Galline in fuga – L’alba dei nugget ci illuminerà sugli allevamenti intensivi? Recensione di un film crudo

Altro che film per bambini: Galline in fuga l'alba dei nugget - appena uscito su Netflix - è una seria e cruda parabola sugli allevamenti intensivi e sulla ristorazione fast.

Galline in fuga – L’alba dei nugget ci illuminerà sugli allevamenti intensivi? Recensione di un film crudo

Nel 2000 uscì il primo Galline in fuga: galline in un allevamento gestito dalla cattivissima fattrice che ambiva a trasformare le pennute in pasticci casalinghi da vendere. Nel 2023, con Galline in fuga – L’alba dei nugget, le protagoniste sono nuovamente in trappola ma lo scopo culinario della “carceriera” è passato dal casalingo al fast food e all’allevamento intensivo. Mi preme specificarlo da subito: questo nuovo film d’animazione è per bambini, certo, ma ai quali dovremmo spiegare prima di cosa parla veramente… perché è tutto fuorché infantile e divertente. Potrebbe seriamente essere una parabola istruttiva sugli animali liberi e quelli allevati per il nostro cibo. Può davvero sensibilizzare sul consumo smisurato e poco etico di carne: argomento mai attuale quanto ora.

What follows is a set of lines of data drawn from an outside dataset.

//! Shared end-to-end test harness: an in-memory [`Capabilities`] backed by
//! real maps instead of a database, and a small duplex-stream client for
//! driving a full [`Session`] the way a real peer would.
//!
//! The unit tests under `src/commands/*.rs` exercise each handler directly
//! against `crate::test_support::FakeCaps`; these integration tests instead
//! go through the whole command loop (`Session::run`), so the capability
//! double here is richer — it needs real group/article storage to make
//! `GROUP` -> `NEXT` -> `ARTICLE` -> `OVER` sequences behave consistently
//! across several commands in one connection.

#![allow(dead_code)]

use std::collections::{BTreeMap, HashMap};
use std::sync::Mutex;

use async_trait::async_trait;
use bytes::Bytes;
use nntp_server_core::{
    Article, ArticleCaps, ArticleRange, Group, GroupCaps, GroupListingCaps, LoginCaps, PostOutcome,
    PostingCaps, Privilege, Session, SessionConfig, WildMat,
};
use tokio::io::{AsyncBufReadExt, AsyncWriteExt, BufReader, DuplexStream};

struct GroupRecord {
    low: i64,
    high: i64,
    articles: BTreeMap<i64, Bytes>,
}

/// A small in-memory news store: enough group/article/auth state to drive
/// realistic multi-command sessions.
pub struct TestCaps {
    groups: Mutex<HashMap<Bytes, GroupRecord>>,
    articles: Mutex<HashMap<Bytes, Bytes>>,
    posting_allowed: bool,
    auth_password: Option<(&'static [u8], &'static [u8])>,
}

impl Default for TestCaps {
    fn default() -> Self {
        Self {
            groups: Mutex::new(HashMap::new()),
            articles: Mutex::new(HashMap::new()),
            posting_allowed: true,
            auth_password: None,
        }
    }
}

impl TestCaps {
    /// A store pre-populated with `misc.test`, articles 1..=3.
    pub fn with_sample_group() -> Self {
        let caps = Self::default();
        caps.add_group(b"misc.test", &[
            (1, b"<1@test>", b"Subject: one\r\nMessage-ID: <1@test>\r\n\r\nbody one\r\n"),
            (2, b"<2@test>", b"Subject: two\r\nMessage-ID: <2@test>\r\n\r\nbody two\r\n"),
            (3, b"<3@test>", b"Subject: three\r\nMessage-ID: <3@test>\r\n\r\nbody three\r\n"),
        ]);
        caps
    }

    pub fn add_group(&self, name: &[u8], articles: &[(i64, &[u8], &[u8])]) {
        let mut store = self.articles.lock().unwrap();
        let mut numbered = BTreeMap::new();
        for &(num, id, content) in articles {
            let id = Bytes::copy_from_slice(id);
            store.insert(id.clone(), Bytes::copy_from_slice(content));
            numbered.insert(num, id);
        }
        let (low, high) = (
            numbered.keys().next().copied().unwrap_or(0),
            numbered.keys().next_back().copied().unwrap_or(0),
        );
        self.groups.lock().unwrap().insert(
            Bytes::copy_from_slice(name),
            GroupRecord { low, high, articles: numbered },
        );
    }

    pub fn without_posting() -> Self {
        Self { posting_allowed: false, ..Self::default() }
    }

    pub fn with_auth(user: &'static [u8], password: &'static [u8]) -> Self {
        Self { auth_password: Some((user, password)), ..Self::default() }
    }
}

#[async_trait]
impl GroupCaps for TestCaps {
    async fn get_group(&self, g: &mut Group) -> bool {
        let groups = self.groups.lock().unwrap();
        match groups.get(g.name.as_ref()) {
            Some(rec) => {
                g.count = rec.articles.len() as i64;
                g.low = rec.low;
                g.high = rec.high;
                true
            }
            None => false,
        }
    }

    async fn list_group(&self, g: &Group, first: i64, last: i64, out: &mut Vec<u8>) {
        let groups = self.groups.lock().unwrap();
        let Some(rec) = groups.get(g.name.as_ref()) else { return };
        for &num in rec.articles.keys() {
            if num >= first && num <= last {
                nntp_server_core::helpers::append_uint(out, num);
                out.extend_from_slice(b"\r\n");
            }
        }
    }

    async fn cursor_move_group(&self, g: &Group, i: i64, backward: bool) -> Option<(i64, Bytes)> {
        let groups = self.groups.lock().unwrap();
        let rec = groups.get(g.name.as_ref())?;
        if backward {
            rec.articles.range(..i).next_back().map(|(&n, id)| (n, id.clone()))
        } else {
            rec.articles.range(i + 1..).next().map(|(&n, id)| (n, id.clone()))
        }
    }
}

#[async_trait]
impl ArticleCaps for TestCaps {
    async fn stat_article(&self, a: &mut Article) -> bool {
        if let Some(id) = self.resolve_id(a) {
            a.message_id = Some(id.clone());
            self.articles.lock().unwrap().contains_key(&id)
        } else {
            false
        }
    }

    async fn get_article(&self, a: &mut Article, head: bool, body: bool, out: &mut Vec<u8>) -> bool {
        let Some(id) = self.resolve_id(a) else { return false };
        let articles = self.articles.lock().unwrap();
        let Some(content) = articles.get(&id) else { return false };
        a.message_id = Some(id);
        let (headers, body_bytes) = split_article(content);
        if head {
            out.extend_from_slice(headers);
        }
        if head && body {
            out.extend_from_slice(b"\r\n");
        }
        if body {
            out.extend_from_slice(body_bytes);
        }
        true
    }

    async fn write_overview(&self, ar: &ArticleRange, out: &mut Vec<u8>) -> bool {
        if ar.article.group.is_none() && ar.article.message_id.is_none() {
            return false;
        }
        if let Some(group_name) = &ar.article.group {
            let groups = self.groups.lock().unwrap();
            let Some(rec) = groups.get(group_name.as_ref()) else { return false };
            let articles = self.articles.lock().unwrap();
            for (&num, id) in rec.articles.range(ar.article.number.unwrap_or(0)..=ar.last_number) {
                if let Some(content) = articles.get(id) {
                    write_overview_line(out, num, id, content);
                }
            }
        } else if let Some(id) = &ar.article.message_id {
            let articles = self.articles.lock().unwrap();
            let Some(content) = articles.get(id) else { return false };
            write_overview_line(out, 0, id, content);
        }
        true
    }

    async fn write_header(&self, header: &[u8], ar: &ArticleRange, out: &mut Vec<u8>) -> bool {
        if ar.article.group.is_none() && ar.article.message_id.is_none() {
            return false;
        }
        let header_lc = header.to_ascii_lowercase();
        if let Some(group_name) = &ar.article.group {
            let groups = self.groups.lock().unwrap();
            let Some(rec) = groups.get(group_name.as_ref()) else { return false };
            let articles = self.articles.lock().unwrap();
            for (&num, id) in rec.articles.range(ar.article.number.unwrap_or(0)..=ar.last_number) {
                if let Some(content) = articles.get(id) {
                    if let Some(value) = header_value(content, &header_lc) {
                        nntp_server_core::helpers::append_uint(out, num);
                        out.push(b' ');
                        out.extend_from_slice(value);
                        out.extend_from_slice(b"\r\n");
                    }
                }
            }
        }
        true
    }
}

impl TestCaps {
    fn resolve_id(&self, a: &Article) -> Option<Bytes> {
        if let Some(id) = &a.message_id {
            return Some(id.clone());
        }
        let group_name = a.group.as_ref()?;
        let number = a.number?;
        let groups = self.groups.lock().unwrap();
        groups.get(group_name.as_ref())?.articles.get(&number).cloned()
    }
}

/// Splits a raw article into `(headers, body)`, with the blank separator
/// line consumed by neither half: `headers` ends right after the last
/// header's own `\r\n`, and `body` starts at the first body byte.
fn split_article(content: &Bytes) -> (&[u8], &[u8]) {
    let marker = b"\r\n\r\n";
    match content.windows(4).position(|w| w == marker) {
        Some(pos) => (&content[..pos + 2], &content[pos + 4..]),
        None => (&content[..], b""),
    }
}

fn header_value<'a>(content: &'a Bytes, header_lc: &[u8]) -> Option<&'a [u8]> {
    let (headers, _) = split_article(content);
    for line in headers.split(|&b| b == b'\n') {
        let line = line.strip_suffix(b"\r").unwrap_or(line);
        if let Some(colon) = line.iter().position(|&b| b == b':') {
            if line[..colon].eq_ignore_ascii_case(header_lc) {
                return Some(line[colon + 1..].trim_ascii_start());
            }
        }
    }
    None
}

fn write_overview_line(out: &mut Vec<u8>, num: i64, id: &[u8], content: &Bytes) {
    let subject = header_value(content, b"subject").unwrap_or(b"");
    nntp_server_core::helpers::append_uint(out, num);
    out.push(b'\t');
    out.extend_from_slice(subject);
    out.push(b'\t');
    out.extend_from_slice(id);
    out.extend_from_slice(b"\r\n");
}

#[async_trait]
impl PostingCaps for TestCaps {
    async fn check_post_id(&self, id: &[u8]) -> (bool, bool) {
        let wanted = !self.articles.lock().unwrap().contains_key(id);
        (wanted, self.posting_allowed)
    }

    async fn check_post(&self) -> bool {
        self.posting_allowed
    }

    async fn perform_post(&self, id: Option<&[u8]>, article: &[u8]) -> PostOutcome {
        if !self.posting_allowed {
            return PostOutcome::Failed;
        }
        let id = match id {
            Some(id) => Bytes::copy_from_slice(id),
            None => header_value(&Bytes::copy_from_slice(article), b"message-id")
                .map(Bytes::copy_from_slice)
                .unwrap_or_else(|| Bytes::from_static(b"<generated@test>")),
        };
        self.articles.lock().unwrap().insert(id, Bytes::copy_from_slice(article));
        PostOutcome::Accepted
    }
}

#[async_trait]
impl GroupListingCaps for TestCaps {
    async fn list_groups(&self, wm: Option<&WildMat>, out: &mut Vec<u8>) -> bool {
        let groups = self.groups.lock().unwrap();
        for (name, rec) in groups.iter() {
            let matches = match wm {
                Some(wm) => wm.matches(&String::from_utf8_lossy(name)),
                None => true,
            };
            if matches {
                out.extend_from_slice(name);
                out.push(b' ');
                nntp_server_core::helpers::append_uint(out, rec.high);
                out.push(b' ');
                nntp_server_core::helpers::append_uint(out, rec.low);
                out.extend_from_slice(b" y\r\n");
            }
        }
        true
    }
}

#[async_trait]
impl LoginCaps for TestCaps {
    async fn authinfo_done(&self) -> bool {
        self.auth_password.is_none()
    }

    async fn check_privilege(&self, _p: Privilege) -> bool {
        true
    }

    async fn authinfo_user_only(&self, _user: &[u8]) -> bool {
        false
    }

    async fn authinfo_user_pass(&self, user: &[u8], password: &[u8]) -> bool {
        self.auth_password == Some((user, password))
    }
}

/// Spawns `caps` behind a fresh [`Session`] connected to a client-side
/// [`DuplexStream`] wrapped in a [`BufReader`] for line-oriented reads.
/// Returns the client handle and the server task's join handle.
pub fn spawn_session(
    caps: TestCaps,
) -> (BufReader<DuplexStream>, tokio::task::JoinHandle<()>) {
    let (client, server) = tokio::io::duplex(8192);
    let handle = tokio::spawn(async move {
        let session = Session::new(server, caps, SessionConfig::default());
        session.run().await.unwrap();
    });
    (BufReader::new(client), handle)
}

/// Reads and discards the greeting line a fresh session writes on connect.
pub async fn read_greeting(client: &mut BufReader<DuplexStream>) {
    let line = read_line(client).await;
    assert!(line.starts_with(b"200 "), "unexpected greeting: {line:?}");
}

/// Writes `cmd` (without a trailing CRLF) followed by `\r\n`.
pub async fn send(client: &mut BufReader<DuplexStream>, cmd: &str) {
    client.write_all(cmd.as_bytes()).await.unwrap();
    client.write_all(b"\r\n").await.unwrap();
}

/// Reads one CRLF-terminated line.
pub async fn read_line(client: &mut BufReader<DuplexStream>) -> Vec<u8> {
    let mut buf = Vec::new();
    let n = client.read_until(b'\n', &mut buf).await.unwrap();
    assert!(n > 0, "connection closed unexpectedly while reading a line");
    buf
}

/// Reads a single-line response and returns it with the trailing CRLF
/// stripped.
pub async fn read_single(client: &mut BufReader<DuplexStream>) -> String {
    let line = read_line(client).await;
    String::from_utf8(line).unwrap().trim_end().to_string()
}

/// Reads a status line followed by a dot-terminated block, returning
/// `(status_line, body_lines)` with CRLFs stripped from each body line and
/// the terminator line itself excluded.
pub async fn read_block(client: &mut BufReader<DuplexStream>) -> (String, Vec<String>) {
    let status = read_single(client).await;
    let mut lines = Vec::new();
    loop {
        let line = read_line(client).await;
        if line == b".\r\n" {
            break;
        }
        lines.push(String::from_utf8(line).unwrap().trim_end().to_string());
    }
    (status, lines)
}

Tutto inizia con la figlioletta di Gaia, protagonista ribelle del primo film e fondatrice della comunità di galline completamente libere: la pulcina Molly non capisce che sta vivendo da animale libero, lei si sente al contrario in trappola e fugge, finendo nell’allevamento per fast food. Galline in fuga-l’alba dei nugget alterna momenti comici all’inglese all’avventura rocambolesca, ma le scene all’interno dell’allevamento “Fun Land Farms” sono da brivido. Ecco, a mio parere, perché guardare seriamente questa novità su Netflix.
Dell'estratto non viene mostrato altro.